Jenna was keenly disappointed, Dunphy would not testify in his own defense. At least, that was what the Broome County prosecutor had told her.
He’d told her that no competent defense attorney would have allowed this (guilty) defendant to be cross-examined. In fact, very few witnesses would be called to testify on Luther Dunphy’s behalf while the prosecution would present more than thirty witnesses of whom most were eyewitnesses to the homicides and would describe what they’d seen with dramatic intensity.
The prosecutor had charged Luther Dunphy with two counts of first degree homicide and he was (he’d informed Jenna) determined not to settle for less: not a lesser degree of homicide, and not manslaughter.
Manslaughter!—Jenna was incensed.
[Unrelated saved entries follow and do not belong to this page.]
//! Timer-driven background tasks of the checkpointer.

use std::{sync::Arc, time::Duration};

use arbor_config::CheckpointConfig;
use tokio::{
    sync::watch,
    task::JoinHandle,
    time::{self, Instant, MissedTickBehavior},
};
use tracing::*;

use crate::checkpointer::Checkpointer;

fn ticker(period: Duration) -> time::Interval {
    // tokio rejects a zero period
    let period = period.max(Duration::from_millis(1));
    let mut interval = time::interval_at(Instant::now() + period, period);
    interval.set_missed_tick_behavior(MissedTickBehavior::Delay);
    interval
}

/// Waits for the next tick. Returns false once shutdown was requested or its sender is gone.
///
/// Shutdown is only observed here, never while a write or cleanup is running.
async fn next_tick(interval: &mut time::Interval, shutdown: &mut watch::Receiver<bool>) -> bool {
    if *shutdown.borrow() {
        return false;
    }
    tokio::select! {
        _ = interval.tick() => true,
        // Only ever flips to true, so any change means stop.
        _ = shutdown.changed() => false,
    }
}

/// Writes the queued checkpoint every `period` until shutdown.
pub async fn write_daemon(
    checkpointer: Arc<Checkpointer>,
    period: Duration,
    mut shutdown: watch::Receiver<bool>,
) {
    let mut interval = ticker(period);
    while next_tick(&mut interval, &mut shutdown).await {
        checkpointer.write_pending_checkpoint().await;
    }
    debug!("write daemon stopped");
}

/// Garbage collects old checkpoints every `period` until shutdown.
pub async fn cleanup_daemon(
    checkpointer: Arc<Checkpointer>,
    period: Duration,
    mut shutdown: watch::Receiver<bool>,
) {
    let mut interval = ticker(period);
    while next_tick(&mut interval, &mut shutdown).await {
        if let Err(err) = checkpointer.cleanup_checkpoints().await {
            warn!(%err, "checkpoint cleanup failed");
        }
    }
    debug!("cleanup daemon stopped");
}

/// Handle to the running daemons.
///
/// Dropping it also stops them, but only [`Self::shutdown`] waits for them to finish.
#[expect(
    missing_debug_implementations,
    reason = "Inner types don't have Debug implementation"
)]
pub struct DaemonHandles {
    checkpointer: Arc<Checkpointer>,
    shutdown_tx: watch::Sender<bool>,
    write: JoinHandle<()>,
    cleanup: JoinHandle<()>,
}

impl DaemonHandles {
    /// Stops both daemons once their current step completes, writes the checkpoint still in
    /// the queue and waits for all queued database calls.
    pub async fn shutdown(self) -> anyhow::Result<()> {
        // Receivers live in the tasks, which are still running.
        let _ = self.shutdown_tx.send(true);
        self.write.await?;
        self.cleanup.await?;

        if let Some(block_id) = self.checkpointer.write_pending_checkpoint().await {
            info!(%block_id, "wrote queued checkpoint on shutdown");
        }

        let storage = self.checkpointer.storage().clone();
        tokio::task::spawn_blocking(move || storage.wait_idle()).await?;
        info!("checkpoint daemons stopped");
        Ok(())
    }
}

/// Spawns both daemons on the current tokio runtime.
pub fn spawn_daemons(checkpointer: &Arc<Checkpointer>, config: &CheckpointConfig) -> DaemonHandles {
    info!(
        write_interval = ?config.write_interval(),
        cleanup_interval = ?config.cleanup_interval(),
        max_reorg_height = %checkpointer.max_reorg_height(),
        "starting checkpoint daemons"
    );
    let (shutdown_tx, shutdown_rx) = watch::channel(false);
    DaemonHandles {
        checkpointer: checkpointer.clone(),
        write: tokio::spawn(write_daemon(
            checkpointer.clone(),
            config.write_interval(),
            shutdown_rx.clone(),
        )),
        cleanup: tokio::spawn(cleanup_daemon(
            checkpointer.clone(),
            config.cleanup_interval(),
            shutdown_rx,
        )),
        shutdown_tx,
    }
}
How could such a lesser charge even be considered.
“It won’t be manslaughter, Mrs. Voorhees. Don’t worry. The jury will vote unanimously for first degree homicide, I am certain. And if they do, they will deliberate again to decide whether to send Dunphy to prison for life without parole or to the death chamber.”
Death chamber. The archaic words evoked a shiver. As if death were waiting in a chamber, and the condemned man is made to enter the chamber. Jenna felt a flush of excitement and dread—He should die, for what he did to Gus and to that other innocent man. He does not deserve to live.
(URGENTLY SHE WAS ASKING HIM, what did he want. Did he want the man who’d killed him to die. And Gus allowed her to know, not in words precisely, for the dream was blurred as a windshield in pelting rain, that he did not want Luther Dunphy to die of course—he did not believe in the death penalty, he did not want anyone to die at the hands of the State. And she felt a rush of fury for him, for her dear lost husband, that he should be so forgiving even now, when his enemies did not care for his forgiveness and did not regret his death.)